Short Fiction Subscription Drive

Today's blog contribution comes from Douglas Cohen, the slushmaster for Realms of Fantasy. Please read it. Please take it to heart. I'll be subscribing to three short fiction magazines tonight. And I'll be reporting those subscriptions, as requested.

His post is angry in places, yes. Mr. Cohen is understandably frustrated, trying desperately to save a dying genre. And as of this moment, so am I. Without further ado, here's the post that started it all...

This is not a subscription drive for Realms of Fantasy. I repeat: THIS IS NOT A SUBSCRIPTION DRIVE FOR REALMS OF FANTASY.

This is what I'm calling a general subscription drive, specifically for the short story market in speculative literature.

Every year in Gardner Dozois' Year's Best Science Fiction collection, he does a market breakdown in the introduction. In this breakdown, he gives the details about the performances for the bigger magazines in the industry. Yesterday Mercurio D. Rivera was nice enough to email me what Gardner wrote for Realms of Fantasy:

Circulation figures for ROF lag a year behind the other magazines, but their 2005 figures show them registering a 13% loss in overall circulation from 2004, with subscriptions dropping from 17,191 to 16,547, and newstand sales dropping from 9,398 to 6,584 after two previous years in a row of newstand gains, sell-through increased from 20% to 29%. They published good stuff this year by Jay Lake and Ruth Nestvold, James Van Pelt, Richard Parks, Greg Van Eekhout, and others. Shawna McCarthy is the longtime editor.

Afterward Mercurio told me the other big mags did as bad or worse in their performance summaries.

Well.

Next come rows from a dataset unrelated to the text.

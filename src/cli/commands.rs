// ============================================================
// Layer 1 — CLI Commands and Arguments
// ============================================================
// Defines the `train` subcommand and all its configurable flags.
//
// clap's derive macros automatically generate:
//   - help text (--help)
//   - error messages for bad values
//   - type conversion (string → usize, f64, etc.)
//
// Reference: Rust Book §12 (Building a CLI Program)

use clap::{Args, Subcommand, ValueEnum};

use crate::application::train_use_case::TrainConfig;
use crate::data::assembler::FeatureEncoding;

#[derive(Subcommand, Debug)]
pub enum Commands {
    /// Train a spam classifier on a labelled SMS CSV file
    Train(TrainArgs),
}

/// How padded id sequences are turned into model input
#[derive(ValueEnum, Debug, Clone, Copy, PartialEq, Eq)]
pub enum EncodingArg {
    /// Integer ids fed to an embedding layer
    Index,
    /// One float per position, id / (vocab_size - 1)
    Scalar,
    /// One-hot vector per position
    OneHot,
}

impl From<EncodingArg> for FeatureEncoding {
    fn from(e: EncodingArg) -> Self {
        match e {
            EncodingArg::Index  => FeatureEncoding::Index,
            EncodingArg::Scalar => FeatureEncoding::Scalar,
            EncodingArg::OneHot => FeatureEncoding::OneHot,
        }
    }
}

/// All arguments for the `train` command.
#[derive(Args, Debug)]
pub struct TrainArgs {
    /// CSV file with one SMS per row
    #[arg(long, default_value = "files/sms_spam_dataset.csv")]
    pub data: String,

    /// Treat the first row as data rather than a header
    #[arg(long)]
    pub no_headers: bool,

    /// Header of the text column
    #[arg(long, default_value = "sms")]
    pub text_column: String,

    /// Header of the label column (0 = ham, 1 = spam)
    #[arg(long, default_value = "label")]
    pub label_column: String,

    /// Maximum number of regular words; <UNK> is added on top
    #[arg(long, default_value_t = 5000)]
    pub max_vocab_size: usize,

    /// Every document is padded or truncated to this many tokens
    #[arg(long, default_value_t = 100)]
    pub max_seq_len: usize,

    /// Use the longest document's token count instead of --max-seq-len
    #[arg(long)]
    pub derive_seq_len: bool,

    #[arg(long, value_enum, default_value_t = EncodingArg::Index)]
    pub encoding: EncodingArg,

    #[arg(long, default_value_t = 10)]
    pub epochs: usize,

    #[arg(long, default_value_t = 32)]
    pub batch_size: usize,

    #[arg(long, default_value_t = 1e-3)]
    pub lr: f64,

    /// Width of the ReLU hidden layer
    #[arg(long, default_value_t = 16)]
    pub hidden_units: usize,

    /// Embedding width, only used with --encoding index
    #[arg(long, default_value_t = 16)]
    pub embedding_dim: usize,

    /// Fraction of rows held out for validation, in [0, 1)
    #[arg(long, default_value_t = 0.0)]
    pub validation_split: f64,

    #[arg(long, default_value_t = 42)]
    pub seed: u64,

    /// Number of leading rows to print predictions for
    #[arg(long, default_value_t = 5)]
    pub samples: usize,

    /// Probabilities strictly above this are spam
    #[arg(long, default_value_t = 0.5)]
    pub threshold: f32,

    /// Append per-epoch metrics to <DIR>/metrics.csv
    #[arg(long)]
    pub metrics_dir: Option<String>,

    /// Extra message to classify after training (repeatable)
    #[arg(long = "classify", value_name = "TEXT")]
    pub classify: Vec<String>,
}

/// The application layer never sees clap types.
impl From<TrainArgs> for TrainConfig {
    fn from(a: TrainArgs) -> Self {
        TrainConfig {
            data_path:        a.data,
            has_headers:      !a.no_headers,
            text_column:      a.text_column,
            label_column:     a.label_column,
            max_vocab_size:   a.max_vocab_size,
            max_seq_len:      a.max_seq_len,
            derive_seq_len:   a.derive_seq_len,
            encoding:         a.encoding.into(),
            epochs:           a.epochs,
            batch_size:       a.batch_size,
            learning_rate:    a.lr,
            hidden_units:     a.hidden_units,
            embedding_dim:    a.embedding_dim,
            validation_split: a.validation_split,
            seed:             a.seed,
            sample_count:     a.samples,
            threshold:        a.threshold,
            metrics_dir:      a.metrics_dir,
            classify:         a.classify,
        }
    }
}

First, as always, congrats to the ROF authors who garnered these honorable mentions. But this aside, I got to thinking just how depressing the numbers for the short story market have become. It's been on a steady decline for some years, and it's only growing worse. Going by these numbers Realms of Fantasy took a nasty hit, and we're in better shape than most. I'm hopeful our upgraded website will draw more subscriptions when summary for 2006 comes out. That remains to be seen.

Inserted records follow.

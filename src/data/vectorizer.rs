// ============================================================
// Layer 4 — Vectorizer
// ============================================================
// Bundles the fitted encoding state of a run:
//
//   WhitespaceTokenizer → Vocabulary → SequenceEncoder
//       → SequenceFitter → TensorAssembler
//
// Training and inference both go through this struct, so new
// text is tokenized, encoded and padded exactly like the
// training corpus was.

use crate::data::assembler::{FeatureBatch, FeatureEncoding, LabelBatch, TensorAssembler};
use crate::data::encoder::SequenceEncoder;
use crate::data::padder::{PaddedSequence, SequenceFitter};
use crate::data::tokenizer::{TokenSequence, WhitespaceTokenizer};
use crate::data::vocabulary::Vocabulary;
use crate::domain::error::Result;
use crate::domain::record::Label;

#[derive(Debug, Clone)]
pub struct Vectorizer {
    tokenizer:  WhitespaceTokenizer,
    vocabulary: Vocabulary,
    fitter:     SequenceFitter,
    assembler:  TensorAssembler,
}

impl Vectorizer {
    pub fn new(vocabulary: Vocabulary, fitter: SequenceFitter, encoding: FeatureEncoding) -> Self {
        Self {
            tokenizer: WhitespaceTokenizer::new(),
            vocabulary,
            fitter,
            assembler: TensorAssembler::new(encoding),
        }
    }

    pub fn vocabulary(&self) -> &Vocabulary {
        &self.vocabulary
    }

    pub fn max_sequence_length(&self) -> usize {
        self.fitter.length()
    }

    pub fn encoding(&self) -> FeatureEncoding {
        self.assembler.encoding()
    }

    /// Feature width the model is built for.
    pub fn feature_size(&self) -> usize {
        self.vocabulary.feature_size()
    }

    /// Encode and pad already-tokenized documents.
    pub fn fit_tokens(&self, documents: &[TokenSequence]) -> Vec<PaddedSequence> {
        let encoder = SequenceEncoder::new(&self.vocabulary);
        self.fitter.fit_all(encoder.encode_all(documents))
    }

    /// Full path for a labelled, already-tokenized corpus.
    pub fn training_batch(
        &self,
        documents: &[TokenSequence],
        labels:    &[Label],
    ) -> Result<(FeatureBatch, LabelBatch)> {
        let padded = self.fit_tokens(documents);
        self.assembler.assemble(&padded, labels, self.feature_size())
    }

    /// Full path for raw texts at inference time.
    pub fn features<S: AsRef<str>>(&self, texts: &[S]) -> Result<FeatureBatch> {
        let tokens = self.tokenizer.tokenize_all(texts);
        let padded = self.fit_tokens(&tokens);
        self.assembler.assemble_features(&padded, self.feature_size())
    }
}
// ============================================================
// Layer 4 — Data Pipeline
// ============================================================
// Everything from the raw corpus file to tensor batches.
//
//   corpus.csv
//       │
//       ▼
//   CsvLoader            → rows of {text, label}
//       │
//       ▼
//   WhitespaceTokenizer  → lowercase tokens per document
//       │
//       ▼
//   VocabularyBuilder    → bounded token → index map (+ <UNK>)
//       │
//       ▼
//   SequenceEncoder      → vocabulary indices per document
//       │
//       ▼
//   SequenceFitter       → exactly L positions per document
//       │
//       ▼
//   TensorAssembler      → (N, L) features + (N, 1) labels
//       │
//       ▼
//   SmsDataset / SmsBatcher → Burn mini-batches
//
// Reference: Burn Book §4 (Datasets and Dataloaders)

/// Reads the labelled corpus from CSV
pub mod loader;

/// Lowercase whitespace tokenizer
pub mod tokenizer;

/// Bounded vocabulary with an out-of-vocabulary token
pub mod vocabulary;

/// Token → index mapping per document
pub mod encoder;

/// Fixed-length padding and truncation
pub mod padder;

/// Whole-batch feature and label assembly
pub mod assembler;

/// Fitted tokenize → encode → pad → assemble path
pub mod vectorizer;

/// Implements Burn's Dataset trait for assembled documents
pub mod dataset;

/// Implements Burn's Batcher trait to create tensor batches
pub mod batcher;

/// Seeded train/validation split
pub mod splitter;
// ============================================================
// Layer 2 — Trained Artifact
// ============================================================
// What a training run exports: the fitted vectorizer
// (vocabulary, sequence length, feature encoding) together with
// the trained model. Inference needs all of it, since new text
// has to be tokenized, encoded and padded exactly like the
// training corpus.
//
// The artifact lives in memory only.

use anyhow::Result;

use crate::data::assembler::FeatureEncoding;
use crate::data::vectorizer::Vectorizer;
use crate::data::vocabulary::Vocabulary;
use crate::domain::verdict::{classify, Verdict};
use crate::infra::metrics::EpochMetrics;
use crate::ml::inferencer::SpamPredictor;

pub struct TrainedArtifact {
    vectorizer: Vectorizer,
    predictor:  SpamPredictor,
    history:    Vec<EpochMetrics>,
}

impl TrainedArtifact {
    pub fn new(vectorizer: Vectorizer, predictor: SpamPredictor, history: Vec<EpochMetrics>) -> Self {
        Self { vectorizer, predictor, history }
    }

    pub fn vocabulary(&self) -> &Vocabulary {
        self.vectorizer.vocabulary()
    }

    pub fn max_sequence_length(&self) -> usize {
        self.vectorizer.max_sequence_length()
    }

    pub fn encoding(&self) -> FeatureEncoding {
        self.vectorizer.encoding()
    }

    pub fn history(&self) -> &[EpochMetrics] {
        &self.history
    }

    /// Spam probability per text, in input order.
    pub fn predict_proba<S: AsRef<str>>(&self, texts: &[S]) -> Result<Vec<f32>> {
        let features = self.vectorizer.features(texts)?;
        Ok(self.predictor.predict(features))
    }

    /// Probability and verdict per text.
    pub fn classify<S: AsRef<str>>(&self, texts: &[S], threshold: f32) -> Result<Vec<(f32, Verdict)>> {
        Ok(self
            .predict_proba(texts)?
            .into_iter()
            .map(|p| (p, classify(p, threshold)))
            .collect())
    }
}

Either way, the short story market is dying. We always talk about it, but very few people seem to do anything about it. So it got me to thinking about what I could do. I'm a novel boy at heart, but since coming to Realms of Fantasy I've grown to love the short fiction market. I want to see it go on. But if we keep going as we are, if people keep treating this market like America treats oil, it will dry up. Permanently. Yes, there are online venues and I'm all for them. Anything that promotes the genre is great. But at the moment these venues are fighting to create viable business models. Their ultimate success remains to be seen.

So again. What could I do? Well, it occurred to me how in recent years there have been subscription drives for Talebones and also The Apex Science Fiction & Horror Digest. I think there was also a drive of sorts to save Ralan.com. All three of these drives were successful. Mostly word spread the blogosphere. And people did something.

So I thought to myself, "Hey, what if we did a general subscription drive, to boost the magazines for general purposes? Every subscriber counts." The difference here is that I'm not talking about any specific magazine in danger of dying. There is no immediate urgency. Nothing right now. But like with oil, one day we'll wake up and the magazines could very well be gone. We need to do something now, before that happens.

So I'm asking people to do two things. First, spread this post throughout the blogosphere. Get the message out. Second, if you haven't subscribed to a magazine recently, unless you don't have the $$$ pick one and subscribe! At least one. Saying you don't have the time to read the magazine is a lame excuse. How many of us have books we bought years ago that we haven't read? I do. Add a few magazines to the pile. What's the harm? And if you just read novels, try short stories. Why have you only been reading novels, especially if you want to be a writer? Do you honestly think there is nothing to be learned from reading shorter works? And don't tell me you've tried all the magazines. New ones are always starting. And when a new editor takes over the helm, in many ways that magazine becomes new. (You can't very well tell me you've tried the new Weird Tales. Ann Vandermeer has been the editor a couple of months, sure, but the magazine has an inventory to get through. Her selections haven't been published yet, but they soon will be). Or you can ask for suggestions. I'll answer them. So will other people reading this post, here or elsewhere. The speculative community is cool like that.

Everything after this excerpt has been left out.